This song is about a girl who is so attractive, she flatlines Cole Swindell's heart. He is joined by Dierks Bentley, who also praises the woman's beauty - "One kiss from you tonight will send me on to the other side," he sings. The song is the first duet that Swindell has recorded.
Speaking to Country Countdown USA's Lon Helton, Swindell said he originally penned the song in around 2012 for Bentley. "I wrote it for him, sent it to him and never heard from him. I don't know if he heard it or didn't like it, but a year or so ago, I was texting with him and sent it to him, and he loved it," he explained. "We talked about it for a while, and sure enough, we got to do it, and it's gonna be awesome. I'm just very excited to be singing with Dierks."
A "flatliner" is medical jargon for a person whose heart has stopped beating. The reference is to the flat line that appears on an electrocardiograph screen that shows there is no activity. The term was popularized by the 1990 film Flatliners, in which medical students experiment to see if there's life after death.
Other artists that have recorded songs using a flatline as a metaphor for someone or something that stops hearts, include Mutya Keisha Siobhan and Wilkinson.
Cole Swindell wrote the song with his producer Michael Carter. "That was when Cole and I were just writing in the back of the bus, a lot of 'good' songs," Carter recalled. "We were out there watching Dierks headline and getting to hang out with him, and then all of a sudden, it's one of those full-circle deals, where one day, we're sitting in the studio... and here comes Dierks bopping in, singing on the album."

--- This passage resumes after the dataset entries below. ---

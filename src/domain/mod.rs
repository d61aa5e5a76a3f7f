//! Domain types for telemetry pulse
//!
//! This module contains the event entity model and the validated value
//! types it is built from.

pub mod config_types;
pub mod errors;
pub mod event;
pub mod identifiers;

pub use errors::ValidationError;
pub use event::{EventContext, EventKind, TelemetryEvent};
pub use identifiers::*;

Speaking to The Boot, Cole Swindell recalled the story of the song and how he ended up recruiting Dierks Bentley to accompany him on it.

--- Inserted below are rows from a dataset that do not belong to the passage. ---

//! Wire shape of an event as delivered to an ingestion endpoint

use crate::domain::event::{EventKind, TelemetryEvent};
use chrono::{DateTime, Utc};
use serde::{Deserialize, Serialize};
use std::collections::BTreeMap;
use std::time::Duration;
use uuid::Uuid;

const PAGE_URL: &str = "/GetPage";
const PAGE_OPERATION_NAME: &str = "OpenForm";
const SERVER: &str = "Server";
const SUCCESS_CODE: &str = "200";

/// Values stamped on every envelope, taken from configuration
#[derive(Debug, Clone, PartialEq, Eq, Serialize, Deserialize)]
pub struct EnvelopeDefaults {
    pub instrumentation_key: String,
    pub deployment_type: String,
    pub platform_version: String,
}

impl Default for EnvelopeDefaults {
    fn default() -> Self {
        Self {
            instrumentation_key: String::new(),
            deployment_type: "Prod".to_string(),
            platform_version: "1.0.0.0".to_string(),
        }
    }
}

#[derive(Debug, Clone, PartialEq, Serialize)]
#[serde(rename_all = "camelCase")]
pub struct TelemetryEnvelope {
    pub name: &'static str,
    pub time: DateTime<Utc>,
    pub instrumentation_key: String,
    pub tags: BTreeMap<&'static str, String>,
    pub data: EnvelopeData,
}

#[derive(Debug, Clone, PartialEq, Serialize)]
#[serde(tag = "baseType")]
pub enum EnvelopeData {
    #[serde(rename = "PageViewData", rename_all = "camelCase")]
    PageView {
        name: String,
        url: &'static str,
        duration: String,
        properties: BTreeMap<&'static str, String>,
    },
    #[serde(rename = "RemoteDependencyData", rename_all = "camelCase")]
    Dependency {
        id: String,
        name: String,
        #[serde(rename = "type")]
        dependency_type: &'static str,
        target: &'static str,
        data: String,
        duration: String,
        result_code: &'static str,
        success: bool,
        properties: BTreeMap<&'static str, String>,
    },
}

impl TelemetryEnvelope {
    /// Wrap `event` as sent at `time`
    pub fn from_event(
        event: &TelemetryEvent,
        defaults: &EnvelopeDefaults,
        time: DateTime<Utc>,
    ) -> Self {
        let ctx = event.context();
        let mut tags = BTreeMap::from([
            ("ai.cloud.roleInstance", ctx.node_id.to_string()),
            ("ai.session.id", ctx.session_id.to_string()),
            ("ai.location.ip", ctx.user_ip.to_string()),
            ("ai.operation.id", ctx.operation_id.to_string()),
            ("ai.user.id", ctx.user_id.to_string()),
            ("ai.user.accountId", ctx.user_id.to_string()),
        ]);
        let mut properties = BTreeMap::from([
            ("DeploymentType", defaults.deployment_type.clone()),
            ("PlatformVersion", defaults.platform_version.clone()),
            ("TenantId", ctx.tenant_id.to_string()),
        ]);
        let duration = format_duration(*event.operation_duration().as_ref());

        let (name, data) = match event.kind() {
            EventKind::PageView {
                page_name,
                page_type,
            } => {
                tags.insert("ai.operation.name", PAGE_OPERATION_NAME.to_string());
                properties.insert("Type", page_type.to_string());
                (
                    "PageView",
                    EnvelopeData::PageView {
                        name: page_name.to_string(),
                        url: PAGE_URL,
                        duration,
                        properties,
                    },
                )
            }
            EventKind::Dependency {
                dependency_name,
                dependency_data,
            } => {
                tags.insert("ai.operation.parentId", ctx.operation_id.to_string());
                (
                    "RemoteDependency",
                    EnvelopeData::Dependency {
                        id: Uuid::now_v7().to_string(),
                        name: dependency_name.to_string(),
                        dependency_type: SERVER,
                        target: SERVER,
                        data: dependency_data.to_string(),
                        duration,
                        result_code: SUCCESS_CODE,
                        success: true,
                        properties,
                    },
                )
            }
        };

        Self {
            name,
            time,
            instrumentation_key: defaults.instrumentation_key.clone(),
            tags,
            data,
        }
    }
}

/// `d.hh:mm:ss.fff`
fn format_duration(duration: Duration) -> String {
    let total_ms = duration.as_millis();
    let ms = total_ms % 1000;
    let total_secs = total_ms / 1000;
    let secs = total_secs % 60;
    let mins = (total_secs / 60) % 60;
    let hours = (total_secs / 3600) % 24;
    let days = total_secs / 86_400;
    format!("{days}.{hours:02}:{mins:02}:{secs:02}.{ms:03}")
}

#[cfg(test)]
mod tests {
    use super::*;
    use crate::domain::event::tests::page_view_at;
    use crate::domain::identifiers::{
        DelayMillis, DependencyData, DependencyName, OperationDuration,
    };
    use chrono::TimeZone;

    fn fixed_time() -> DateTime<Utc> {
        Utc.with_ymd_and_hms(2024, 5, 1, 12, 0, 0).unwrap()
    }

    #[test]
    fn formats_durations() {
        assert_eq!(format_duration(Duration::from_millis(400)), "0.00:00:00.400");
        assert_eq!(format_duration(Duration::from_secs(3)), "0.00:00:03.000");
        assert_eq!(
            format_duration(Duration::from_secs(90_061)),
            "1.01:01:01.000"
        );
    }

    #[test]
    fn page_view_envelope_carries_identity() {
        let event = page_view_at(100);
        let envelope =
            TelemetryEnvelope::from_event(&event, &EnvelopeDefaults::default(), fixed_time());

        assert_eq!(envelope.name, "PageView");
        assert_eq!(envelope.tags["ai.operation.id"], "op-1");
        assert_eq!(envelope.tags["ai.operation.name"], "OpenForm");
        assert_eq!(envelope.tags["ai.cloud.roleInstance"], "AS0001_2");
        assert_eq!(envelope.tags["ai.location.ip"], "5.184.0.3");
        match &envelope.data {
            EnvelopeData::PageView {
                name, properties, ..
            } => {
                assert_eq!(name, "Item card");
                assert_eq!(properties["Type"], "Card");
                assert_eq!(properties["TenantId"], "Tenant_1");
                assert_eq!(properties["DeploymentType"], "Prod");
            }
            other => panic!("expected page view data, got {other:?}"),
        }
    }

    #[test]
    fn dependency_envelope_points_at_parent_operation() {
        let parent = page_view_at(100);
        let dependency = TelemetryEvent::dependency_of(
            &parent,
            DelayMillis::try_new(280).unwrap(),
            DependencyName::try_new("OpenForm".to_string()).unwrap(),
            DependencyData::try_new("Form: Item card - Type: Card".to_string()).unwrap(),
            OperationDuration::from_secs_f64(0.4).unwrap(),
        );
        let envelope =
            TelemetryEnvelope::from_event(&dependency, &EnvelopeDefaults::default(), fixed_time());

        assert_eq!(envelope.name, "RemoteDependency");
        assert_eq!(envelope.tags["ai.operation.parentId"], "op-1");
        assert_eq!(envelope.tags["ai.location.ip"], "127.0.0.1");

        let json = serde_json::to_value(&envelope).unwrap();
        assert_eq!(json["data"]["baseType"], "RemoteDependencyData");
        assert_eq!(json["data"]["type"], "Server");
        assert_eq!(json["data"]["resultCode"], "200");
        assert_eq!(json["data"]["duration"], "0.00:00:00.400");
        assert_eq!(json["instrumentationKey"], "");
    }
}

"Before I ever had my record deal, I just had a publishing deal over at Sony ATV. I had that title, 'Flatliner,' and just the idea of a girl stopping everybody's heart - just kind of a fun idea.

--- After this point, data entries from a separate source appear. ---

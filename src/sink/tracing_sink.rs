//! Sink emitting every event as a structured log record

use super::{SinkError, TelemetrySink};
use crate::domain::event::{EventKind, TelemetryEvent};
use async_trait::async_trait;
use tracing::info;

/// Delivers events to the process log under the `telemetry` target
#[derive(Debug, Clone, Default)]
pub struct TracingSink;

impl TracingSink {
    pub fn new() -> Self {
        Self
    }
}

#[async_trait]
impl TelemetrySink for TracingSink {
    async fn send(&self, event: &TelemetryEvent) -> Result<(), SinkError> {
        let (kind, name) = match event.kind() {
            EventKind::PageView { page_name, .. } => ("page_view", page_name.as_ref()),
            EventKind::Dependency {
                dependency_name, ..
            } => ("dependency", dependency_name.as_ref()),
        };
        info!(
            target: "telemetry",
            kind,
            name = %name,
            delay_ms = event.delay_millis(),
            operation_id = %event.operation_id(),
            session_id = %event.session_id(),
            tenant_id = %event.tenant_id(),
            user_id = %event.user_id(),
            user_ip = %event.user_ip(),
            node_id = %event.node_id(),
            duration_ms = event.operation_duration().as_ref().as_millis() as u64,
            "telemetry event"
        );
        Ok(())
    }
}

When we started writing it, I had Dierks in mind, kind of like, 'This would be a cool Dierks Bentley song.' We wrote it [and said], 'Let's send this one to Dierks.' I didn't even have a good contact for Dierks at the time, so I don't think he ever even actually heard it, but we had him in mind writing it.
A couple years later, after I did get my record deal, I sent him a copy of the song … He's like, 'Dude, this is a smash.' So I told him, 'Maybe we can sing it together one day,' kidding. We kind of joked around about that when we'd see each other, for a year. Sure enough, when it came around, we contacted his people, and he was willing to do it."